▶ _Input material_:
☆ ☆ ☆ ☆ ☆ ☆ ☆

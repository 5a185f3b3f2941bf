//! Keyword layers of the validation funnel.
//!
//! Matching works on word starts over lowercased text: a stem like `drone`
//! covers "droner", "dronerne", "drones" without also matching unrelated
//! words ("dronning" does not start with "drone"). A handful of short stems
//! that would over-match are kept in exact-word lists instead.

/// Stems matched against word starts, any language.
const DRONE_STEMS: &[&str] = &[
    "drone",   // da/no/en/fr: drone, droner, dronerne, drones
    "drohne",  // de: drohne, drohnen
    "dronare", // sv (ascii-folded feeds)
    "drönare", // sv
    "lennokk", // fi: lennokki, lennokin
    "quadcopter",
    "multirotor",
];

/// Exact word forms for stems too short to prefix-match safely.
const DRONE_EXACT: &[&str] = &[
    "dron",  // pl
    "drony", // pl plural
    "uav", "uas",
];

/// Excluded-topic markers: policy announcements, exercises/drills, defense
/// procurement, product coverage. A hit rejects at layer 1.
const EXCLUDED_TOPIC_STEMS: &[&str] = &[
    // policy / regulation
    "droneforbud",
    "politik", // "politik(ken)" but never "politi"
    "lovforslag",
    "lovgivning",
    "regulering",
    "regulation",
    "legislation",
    // exercises and drills
    "øvelse",
    "ovelse",
    "övning",
    "ovning",
    "übung",
    "uebung",
    "exercise",
    "drill",
    // defense procurement / deployment programs
    "antidrone",
    "luftforsvar",
    "anskaffelse",
    "procurement",
    // product coverage
    "anmeldelse",
    "review",
    "tilbud",
    "bestseller",
];

/// Foreign-region stems. A hit anywhere in title or narrative rejects the
/// report even when its coordinates are inside the European bounds: context
/// mentions are a known false-positive source and the text wins.
const FOREIGN_REGION_STEMS: &[&str] = &[
    // Ukraine / Russia / Belarus theater
    "ukrain", "russisk", "russland", "rusland", "ryssland", "russia", "belarus",
    "hviderus", "moskva", "moscow", "kyiv", "kiev",
    // Middle East
    "gaza", "israel", "iran", "irak", "iraq", "syri", "libanon", "lebanon", "yemen",
    "saudi",
    // Asia
    "kina", "china", "indien", "india", "pakistan", "japan", "korea", "taiwan",
    // Americas
    "amerikansk", "chicago", "canada", "mexico", "brasil", "brazil", "venezuela",
    // Africa
    "afrika", "africa", "nigeria", "sudan", "libyen", "libya",
];

/// Exact foreign words that over-match as prefixes ("mali" would also hit
/// the Swedish given name Malin).
const FOREIGN_REGION_EXACT: &[&str] = &["usa", "mali"];

/// Words hinting at protected infrastructure; their presence raises keyword
/// confidence but never gates admission.
const ASSET_HINT_STEMS: &[&str] = &[
    "lufthavn", "airport", "flughafen", "flyplass", "flygplats", "lentoasema",
    "havn", "hamn", "harbor", "harbour", "hafen", "port",
    "militær", "militaer", "military", "kaserne", "base",
    "kraftværk", "kraftvaerk", "kraftverk", "kernkraft", "powerplant",
    "bro", "bridge",
];

/// Result of the drone-keyword layer.
#[derive(Debug, Clone, PartialEq)]
pub struct KeywordMatch {
    /// Confidence in [0, 1]
    pub confidence: f32,
    /// The word from the text that matched
    pub matched: String,
}

fn words(text: &str) -> impl Iterator<Item = String> + '_ {
    text.split(|c: char| !c.is_alphanumeric())
        .filter(|w| !w.is_empty())
        .map(str::to_lowercase)
}

fn first_match(text: &str, stems: &[&str], exact: &[&str]) -> Option<String> {
    words(text).find(|w| {
        exact.contains(&w.as_str()) || stems.iter().any(|s| w.starts_with(s))
    })
}

/// Layer 1a: does the report mention drones at all?
///
/// `extra` is the per-source whitelist from the registry; it is matched as
/// additional exact words.
pub fn drone_keyword_match(title: &str, body: &str, extra: &[String]) -> Option<KeywordMatch> {
    let extra_refs: Vec<&str> = extra.iter().map(String::as_str).collect();

    let in_title = first_match(title, DRONE_STEMS, DRONE_EXACT)
        .or_else(|| words(title).find(|w| extra_refs.contains(&w.as_str())));
    let has_asset_hint = first_match(title, ASSET_HINT_STEMS, &[]).is_some()
        || first_match(body, ASSET_HINT_STEMS, &[]).is_some();

    if let Some(matched) = in_title {
        return Some(KeywordMatch {
            confidence: if has_asset_hint { 0.95 } else { 0.9 },
            matched,
        });
    }

    let in_body = first_match(body, DRONE_STEMS, DRONE_EXACT)
        .or_else(|| words(body).find(|w| extra_refs.contains(&w.as_str())));
    in_body.map(|matched| KeywordMatch {
        confidence: if has_asset_hint { 0.7 } else { 0.6 },
        matched,
    })
}

/// Layer 1b: excluded-topic markers. Returns the matched word.
pub fn excluded_topic_hit(title: &str, body: &str) -> Option<String> {
    first_match(title, EXCLUDED_TOPIC_STEMS, &[])
        .or_else(|| first_match(body, EXCLUDED_TOPIC_STEMS, &[]))
}

/// Layer 2: foreign-region markers. Returns the matched word so the reject
/// reason can carry it (`foreign_keyword:<token>`).
pub fn foreign_region_hit(text: &str) -> Option<String> {
    first_match(text, FOREIGN_REGION_STEMS, FOREIGN_REGION_EXACT)
}
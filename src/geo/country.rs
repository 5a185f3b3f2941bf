//! Coordinate→country resolution over documented per-country rectangles.
//!
//! The table is intentionally coarse: it exists so that an incident's
//! `country` column can be derived from coordinates without a reverse
//! geocoding service, and it is mirrored verbatim by `country_for_point()`
//! in `migrations/0002_validation.sql`. The two copies must stay identical:
//! same rectangles, same order, first match wins, `XX` when nothing matches.
//!
//! Rectangles overlap at borders; declaration order resolves the overlap
//! (small/specific countries come before the large neighbors that engulf
//! them). Coastal waters inherit the nearest country's rectangle.

/// `(iso_alpha2, lat_min, lat_max, lon_min, lon_max)`
///
/// Countries with awkward shapes get several boxes (Denmark, Norway) so the
/// first-match rule does not swallow a neighbor's capital.
pub const COUNTRY_BOXES: &[(&str, f64, f64, f64, f64)] = &[
    ("DK", 54.5, 57.8, 8.0, 11.0),  // Jutland, Funen
    ("DK", 54.9, 56.5, 10.9, 12.8), // Zealand
    ("DK", 54.9, 55.4, 14.6, 15.3), // Bornholm
    ("NL", 50.7, 53.6, 3.3, 7.2),
    ("BE", 49.5, 51.5, 2.5, 6.4),
    ("LU", 49.4, 50.2, 5.7, 6.5),
    ("CH", 45.8, 47.8, 5.9, 10.5),
    ("AT", 46.3, 49.0, 9.5, 17.2),
    ("CZ", 48.5, 51.1, 12.0, 18.9),
    ("SK", 47.7, 49.6, 16.8, 22.6),
    ("HU", 45.7, 48.6, 16.1, 22.9),
    ("SI", 45.4, 46.9, 13.3, 16.6),
    ("HR", 42.4, 46.6, 13.5, 19.4),
    ("EE", 57.5, 59.7, 21.7, 28.2),
    ("LV", 55.6, 58.1, 20.9, 28.2),
    ("LT", 53.9, 56.4, 20.9, 26.8),
    ("IE", 51.4, 55.4, -10.5, -5.9),
    ("PT", 36.9, 42.2, -9.5, -6.2),
    ("GB", 49.9, 58.7, -8.2, 1.8),
    ("NO", 57.9, 65.0, 4.6, 12.9),  // southern Norway
    ("SE", 55.3, 69.1, 11.1, 24.2),
    ("FI", 59.8, 70.1, 20.5, 31.6),
    ("NO", 65.0, 71.2, 11.0, 31.1), // northern Norway
    ("PL", 49.0, 54.9, 14.1, 24.2),
    ("DE", 47.3, 55.1, 5.9, 15.0),
    ("FR", 42.3, 51.1, -4.8, 8.2),
    ("ES", 36.0, 43.8, -9.3, 3.3),
    ("IT", 36.6, 47.1, 6.6, 18.5),
    ("GR", 35.0, 41.8, 19.4, 28.2),
    ("RO", 43.6, 48.3, 20.2, 29.7),
    ("BG", 41.2, 44.2, 22.3, 28.6),
    ("RS", 42.2, 46.2, 18.8, 23.0),
];

/// Country code returned when no rectangle matches.
pub const UNKNOWN_COUNTRY: &str = "XX";

/// Resolve a coordinate to an ISO-3166-1 alpha-2 code.
pub fn country_for(lat: f64, lon: f64) -> &'static str {
    for (code, lat_min, lat_max, lon_min, lon_max) in COUNTRY_BOXES {
        if lat >= *lat_min && lat <= *lat_max && lon >= *lon_min && lon <= *lon_max {
            return code;
        }
    }
    UNKNOWN_COUNTRY
}

#[cfg(test)]
mod tests {
    use super::*;

    // These pins double as the agreement fixture for the SQL mirror: the
    // DB-gated suite feeds the same points to country_for_point().
    pub const PINS: &[(f64, f64, &str)] = &[
        (57.093, 9.849, "DK"),   // Aalborg Airport
        (55.68, 12.57, "DK"),    // Copenhagen
        (59.91, 10.75, "NO"),    // Oslo
        (60.39, 5.32, "NO"),     // Bergen
        (59.33, 18.07, "SE"),    // Stockholm
        (57.70, 11.97, "SE"),    // Gothenburg
        (55.60, 13.00, "SE"),    // Malmo
        (60.17, 24.94, "FI"),    // Helsinki
        (52.52, 13.40, "DE"),    // Berlin
        (52.37, 4.90, "NL"),     // Amsterdam
        (50.85, 4.35, "BE"),     // Brussels
        (48.86, 2.35, "FR"),     // Paris
        (51.51, -0.13, "GB"),    // London
        (53.35, -6.26, "IE"),    // Dublin
        (40.42, -3.70, "ES"),    // Madrid
        (38.72, -9.14, "PT"),    // Lisbon
        (41.90, 12.50, "IT"),    // Rome
        (52.23, 21.01, "PL"),    // Warsaw
        (59.44, 24.75, "EE"),    // Tallinn
        (37.98, 23.73, "GR"),    // Athens
        (47.50, 19.04, "HU"),    // Budapest
        (36.14, -5.35, "ES"),    // Gibraltar strait edge
        (70.5, 25.0, "NO"),      // Finnmark
    ];

    #[test]
    fn pinned_points_resolve() {
        for (lat, lon, expected) in PINS {
            assert_eq!(country_for(*lat, *lon), *expected, "({lat}, {lon})");
        }
    }

    #[test]
    fn unmatched_points_fall_back_to_xx() {
        assert_eq!(country_for(41.88, -87.63), UNKNOWN_COUNTRY); // Chicago
        assert_eq!(country_for(64.1, -21.9), UNKNOWN_COUNTRY); // Reykjavik, outside table
        assert_eq!(country_for(36.0, 28.5), UNKNOWN_COUNTRY); // east Mediterranean gap
    }

    #[test]
    fn declaration_order_resolves_border_overlaps() {
        // Flensburg area sits in both the DK and DE rectangles; DK is
        // declared first and wins, which is the documented behavior.
        assert_eq!(country_for(54.8, 9.4), "DK");
    }
}
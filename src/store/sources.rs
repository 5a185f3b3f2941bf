//! Source rows: registry sync, ingest-time resolution, and display-name
//! fallbacks for API responses.

use super::StoreError;
use crate::registry::SourceRegistry;
use crate::types::{SourceRef, SourceType};
use crate::validate::url::domain_of;
use sqlx::{PgPool, Postgres, Transaction};
use tracing::info;
use uuid::Uuid;

/// Upsert every registry descriptor into the sources table so incident
/// attachments always have a source row to reference. Registry values win
/// on conflict; operator edits to rows the registry does not know about
/// are left alone.
pub async fn sync_registry(pool: &PgPool, registry: &SourceRegistry) -> Result<(), StoreError> {
    for descriptor in registry.sources() {
        sqlx::query(
            r#"INSERT INTO sources (name, domain, source_type, homepage_url, feed_url,
                trust_weight, country, is_active)
               VALUES ($1, $2, $3, $4, $5, $6, $7, $8)
               ON CONFLICT (domain, source_type) DO UPDATE SET
                name = EXCLUDED.name,
                homepage_url = EXCLUDED.homepage_url,
                feed_url = EXCLUDED.feed_url,
                trust_weight = EXCLUDED.trust_weight,
                country = EXCLUDED.country,
                is_active = EXCLUDED.is_active,
                updated_at = NOW()"#,
        )
        .bind(&descriptor.name)
        .bind(&descriptor.domain)
        .bind(descriptor.source_type.as_str())
        .bind(&descriptor.homepage_url)
        .bind(&descriptor.feed_url)
        .bind(descriptor.trust_weight)
        .bind(&descriptor.country)
        .bind(descriptor.is_active)
        .execute(pool)
        .await?;
    }

    info!(count = registry.sources().len(), "Registry sources synced");
    Ok(())
}

/// Resolve the source row for an ingest attachment, registering unknown
/// publishers on the fly. The registry trust weight wins for cataloged
/// domains; the payload hint (clamped to [0, 4]) or the source-type
/// default covers the rest.
pub async fn resolve_or_register(
    tx: &mut Transaction<'_, Postgres>,
    source: &SourceRef,
    registry: &SourceRegistry,
) -> Result<Uuid, StoreError> {
    let domain = domain_of(&source.source_url)
        .ok_or_else(|| StoreError::ValidationRejected("source url has no host".to_string()))?;

    let existing: Option<(Uuid,)> =
        sqlx::query_as("SELECT id FROM sources WHERE domain = $1 AND source_type = $2")
            .bind(&domain)
            .bind(source.source_type.as_str())
            .fetch_optional(&mut **tx)
            .await?;

    if let Some((id,)) = existing {
        return Ok(id);
    }

    let trust_weight = effective_trust_weight(source, registry);
    let name = source
        .source_name
        .clone()
        .or_else(|| fallback_name_for_domain(&domain).map(str::to_string))
        .unwrap_or_else(|| domain.clone());
    let homepage = format!("https://{domain}");

    let (id,): (Uuid,) = sqlx::query_as(
        r#"INSERT INTO sources (name, domain, source_type, homepage_url, trust_weight)
           VALUES ($1, $2, $3, $4, $5)
           ON CONFLICT (domain, source_type) DO UPDATE SET updated_at = NOW()
           RETURNING id"#,
    )
    .bind(&name)
    .bind(&domain)
    .bind(source.source_type.as_str())
    .bind(&homepage)
    .bind(trust_weight)
    .fetch_one(&mut **tx)
    .await?;

    Ok(id)
}

/// Static domain → display-name dictionary for publishers that arrive via
/// ingest before anyone catalogs them.
const DOMAIN_NAMES: &[(&str, &str)] = &[
    ("politi.dk", "Dansk Politi"),
    ("politiet.no", "Politiet i Norge"),
    ("polisen.se", "Polisen"),
    ("poliisi.fi", "Poliisi"),
    ("dr.dk", "DR Nyheder"),
    ("nrk.no", "NRK"),
    ("svt.se", "SVT Nyheter"),
    ("yle.fi", "Yle"),
    ("tv2.dk", "TV 2"),
    ("nyheder.tv2.dk", "TV 2 Nyheder"),
    ("tagesschau.de", "Tagesschau"),
    ("spiegel.de", "Der Spiegel"),
    ("nos.nl", "NOS Nieuws"),
    ("bbc.com", "BBC News"),
    ("bbc.co.uk", "BBC News"),
    ("reuters.com", "Reuters"),
    ("afp.com", "AFP"),
    ("lemonde.fr", "Le Monde"),
    ("x.com", "X"),
    ("twitter.com", "X"),
];

pub fn fallback_name_for_domain(domain: &str) -> Option<&'static str> {
    DOMAIN_NAMES
        .iter()
        .find(|(d, _)| *d == domain)
        .map(|(_, name)| *name)
}

/// Display-name fallback chain for API responses:
/// registry/sources-table name → join-row name → domain dictionary →
/// "Unknown Source".
pub fn resolve_display_name(
    table_name: Option<&str>,
    join_row_name: Option<&str>,
    domain: Option<&str>,
) -> String {
    if let Some(name) = table_name.filter(|n| !n.trim().is_empty()) {
        return name.to_string();
    }
    if let Some(name) = join_row_name.filter(|n| !n.trim().is_empty()) {
        return name.to_string();
    }
    if let Some(name) = domain.and_then(fallback_name_for_domain) {
        return name.to_string();
    }
    "Unknown Source".to_string()
}

/// Trust weight for an ingest attachment without touching the database:
/// registry catalog first, then the payload hint, then the type default.
pub fn effective_trust_weight(source: &SourceRef, registry: &SourceRegistry) -> f64 {
    let domain = domain_of(&source.source_url);
    if let Some(domain) = &domain {
        if let Some(descriptor) = registry.by_domain(domain, source.source_type) {
            return descriptor.trust_weight;
        }
    }
    source
        .trust_weight
        .map_or_else(
            || source.source_type.default_trust_weight(),
            |w| w.clamp(0.0, 4.0),
        )
}

#[cfg(test)]
mod tests {
    use super::*;

    #[test]
    fn display_name_fallback_chain() {
        assert_eq!(
            resolve_display_name(Some("Dansk Politi"), None, Some("politi.dk")),
            "Dansk Politi"
        );
        assert_eq!(
            resolve_display_name(Some("  "), Some("Local Desk"), None),
            "Local Desk"
        );
        assert_eq!(
            resolve_display_name(None, None, Some("reuters.com")),
            "Reuters"
        );
        assert_eq!(
            resolve_display_name(None, None, Some("obscure-blog.dk")),
            "Unknown Source"
        );
    }

    #[test]
    fn effective_trust_prefers_registry_over_hint() {
        let registry = SourceRegistry::builtin().unwrap();
        let source = SourceRef {
            source_url: "https://politi.dk/nyhed/1".to_string(),
            source_type: SourceType::Police,
            source_name: None,
            source_title: None,
            source_quote: None,
            trust_weight: Some(1.0), // hint tries to downgrade the police
            published_at: None,
            lang: None,
        };
        assert_eq!(effective_trust_weight(&source, &registry), 4.0);
    }

    #[test]
    fn effective_trust_clamps_hints_for_unknown_domains() {
        let registry = SourceRegistry::builtin().unwrap();
        let source = SourceRef {
            source_url: "https://some-blog.net/post".to_string(),
            source_type: SourceType::Social,
            source_name: None,
            source_title: None,
            source_quote: None,
            trust_weight: Some(9.5),
            published_at: None,
            lang: None,
        };
        assert_eq!(effective_trust_weight(&source, &registry), 4.0);

        let unhinted = SourceRef {
            trust_weight: None,
            ..source
        };
        assert_eq!(effective_trust_weight(&unhinted, &registry), 1.0);
    }
}
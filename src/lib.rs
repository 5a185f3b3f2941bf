//! DroneWatch: drone incident aggregation for critical European
//! infrastructure.
//!
//! ## Architecture
//!
//! - **Collectors**: per-source feed adapters producing uniform raw reports
//! - **Validator**: layered funnel (keywords → foreign-region → LLM
//!   classifier → geographic bounds)
//! - **Geocoder**: gazetteer resolution of report text to coordinates
//! - **Deduper**: content-hash plus spatial-temporal consolidation
//! - **Store**: transactional PostGIS layer with validation and evidence
//!   triggers
//! - **APIs**: token-authenticated ingest, filtered read endpoints
//! - **Orchestrator**: periodic collector cycles with cache short-circuit

pub mod api;
pub mod collect;
pub mod config;
pub mod dedupe;
pub mod fingerprint;
pub mod geo;
pub mod metrics;
pub mod orchestrator;
pub mod pipeline;
pub mod registry;
pub mod store;
pub mod types;
pub mod validate;

// Re-export the core domain types
pub use types::{
    AssetType, IncidentCandidate, IncidentSourceView, IncidentStatus, RawReport, SourceRef,
    SourceType,
};

// Re-export the pipeline surface
pub use pipeline::{IngestAction, IngestError, IngestInput, IngestOutcome, IngestPipeline};

// Re-export store views used by API consumers
pub use store::incidents::{BoundingBox, IncidentFilter, IncidentView};
pub use store::StoreError;

// Re-export validation outcomes
pub use validate::{Admission, RejectReason, Validator};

☆ ☆ ☆ ☆ ☆ ☆ ☆

▶ _Exercise prompt_:
When a line in the data holds the word "European", show that line.

▶ _Solution_:
/// report even when its coordinates are inside the European bounds: context
//! DroneWatch: drone incident aggregation for critical European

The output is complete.